Scrum Doesn't Provide a Lot of Stuff

Posted by Andrew Hallam to 19 November, 05:25 PM

Just a heads up that Ken Schwaber left a comment on yesterday’s Some Turbulence Expected post. If you’re accessing this site via an aggregator you may have missed it, so here it is:

Scrum doesn’t provide a lot of stuff. Instead, it exposes a lot of stuff. Like, whether you can build a potentially usable or shippable increment of software in one iteration, or sprint. That is very hard to do and most organizations don’t have the engineering skills and infrastructure to do so. We measure what they can do, and the rest of “undone” work has to be done at the end of the project or release, or stabilization phase. This includes stuff like refactoring, integration and regression testing, performance and stability testing, etc.
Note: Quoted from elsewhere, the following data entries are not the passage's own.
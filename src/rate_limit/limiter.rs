//! Fixed-window admission control
//!
//! Per-bucket counter and window-start instant behind a single mutex. The
//! mutex is only held for the map lookup and counter update, so contention
//! stays bounded on the hot path.

use std::collections::HashMap;
use std::sync::Mutex;
use std::time::Instant;

use super::config::FixedWindowConfig;

/// Outcome of an admission check
#[derive(Debug, Clone, Copy, PartialEq, Eq)]
pub enum Decision {
    /// Request may proceed to its handler
    Admitted,
    /// Window exhausted; caller must be told immediately (no queuing)
    Rejected,
}

/// Mutable window state for one bucket, created lazily on first admit
#[derive(Debug)]
struct WindowState {
    window_start: Instant,
    count: u32,
}

/// Fixed-window rate limiter over named buckets.
///
/// Lives for the process lifetime; window state is never persisted across
/// restarts. All admission goes through [`FixedWindowLimiter::admit`] under
/// the internal lock, so concurrent calls cannot lose increments or admit
/// past the limit.
pub struct FixedWindowLimiter {
    config: FixedWindowConfig,
    buckets: Mutex<HashMap<String, WindowState>>,
}

impl FixedWindowLimiter {
    /// Create a limiter with the given window parameters
    pub fn new(config: FixedWindowConfig) -> Self {
        Self {
            config,
            buckets: Mutex::new(HashMap::new()),
        }
    }

    /// Admit or reject a request against `bucket` as of `now`.
    ///
    /// The window reset happens before the admit check: a request arriving
    /// exactly `window` after the window started belongs to the new window.
    pub fn admit(&self, bucket: &str, now: Instant) -> Decision {
        let mut buckets = self
            .buckets
            .lock()
            .unwrap_or_else(|poisoned| poisoned.into_inner());

        let state = buckets
            .entry(bucket.to_string())
            .or_insert_with(|| WindowState {
                window_start: now,
                count: 0,
            });

        if now.duration_since(state.window_start) >= self.config.window() {
            state.window_start = now;
            state.count = 0;
        }

        if state.count < self.config.permit_limit {
            state.count += 1;
            Decision::Admitted
        } else {
            Decision::Rejected
        }
    }
}

#[cfg(test)]
mod tests {
    use super::*;
    use std::time::Duration;

    fn limiter(permit_limit: u32, window_secs: u64) -> FixedWindowLimiter {
        FixedWindowLimiter::new(FixedWindowConfig {
            permit_limit,
            window_secs,
        })
    }

    #[test]
    fn test_admits_up_to_permit_limit() {
        let limiter = limiter(10, 10);
        let now = Instant::now();

        for _ in 0..10 {
            assert_eq!(limiter.admit("fixed", now), Decision::Admitted);
        }
        assert_eq!(limiter.admit("fixed", now), Decision::Rejected);
    }

    #[test]
    fn test_rejections_do_not_consume_permits() {
        let limiter = limiter(2, 10);
        let now = Instant::now();

        assert_eq!(limiter.admit("fixed", now), Decision::Admitted);
        assert_eq!(limiter.admit("fixed", now), Decision::Admitted);
        assert_eq!(limiter.admit("fixed", now), Decision::Rejected);
        assert_eq!(limiter.admit("fixed", now), Decision::Rejected);

        // Next window admits a full quota again.
        let later = now + Duration::from_secs(10);
        assert_eq!(limiter.admit("fixed", later), Decision::Admitted);
        assert_eq!(limiter.admit("fixed", later), Decision::Admitted);
        assert_eq!(limiter.admit("fixed", later), Decision::Rejected);
    }

    /// Reset happens before the admit check, so the boundary instant belongs
    /// to the new window.
    #[test]
    fn test_window_boundary_belongs_to_new_window() {
        let limiter = limiter(1, 10);
        let now = Instant::now();

        assert_eq!(limiter.admit("fixed", now), Decision::Admitted);
        assert_eq!(limiter.admit("fixed", now), Decision::Rejected);

        let boundary = now + Duration::from_secs(10);
        assert_eq!(limiter.admit("fixed", boundary), Decision::Admitted);
    }

    #[test]
    fn test_within_window_state_persists() {
        let limiter = limiter(1, 10);
        let now = Instant::now();

        assert_eq!(limiter.admit("fixed", now), Decision::Admitted);
        let almost = now + Duration::from_secs(9);
        assert_eq!(limiter.admit("fixed", almost), Decision::Rejected);
    }

    #[test]
    fn test_buckets_are_independent() {
        let limiter = limiter(1, 10);
        let now = Instant::now();

        assert_eq!(limiter.admit("fixed", now), Decision::Admitted);
        assert_eq!(limiter.admit("other", now), Decision::Admitted);
        assert_eq!(limiter.admit("fixed", now), Decision::Rejected);
    }

    #[test]
    fn test_concurrent_admissions_never_exceed_limit() {
        use std::sync::Arc;

        let limiter = Arc::new(limiter(10, 10));
        let now = Instant::now();

        let handles: Vec<_> = (0..8)
            .map(|_| {
                let limiter = Arc::clone(&limiter);
                std::thread::spawn(move || {
                    (0..25)
                        .filter(|_| limiter.admit("fixed", now) == Decision::Admitted)
                        .count()
                })
            })
            .collect();

        let admitted: usize = handles.into_iter().map(|h| h.join().unwrap()).sum();
        assert_eq!(admitted, 10);
    }
}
That the developers can’t get this done within the iteration is terrible, and certainly backloads the whole project. However, now that we know exactly how bad it is, we can quantify the benefits of improving it. This certainly tests the engineering organization – do they want to go through the hard work of attaining competence, or would they rather change Scrum so their inadequacies are no longer visible.

Scrum will favor those who don’t change it and use its transparancy to identify and solve engineering problems. They will work to create a full, shippable increment every iteration. These will be great engineering organizations that will outcompete others every day. Think Toyota and GM.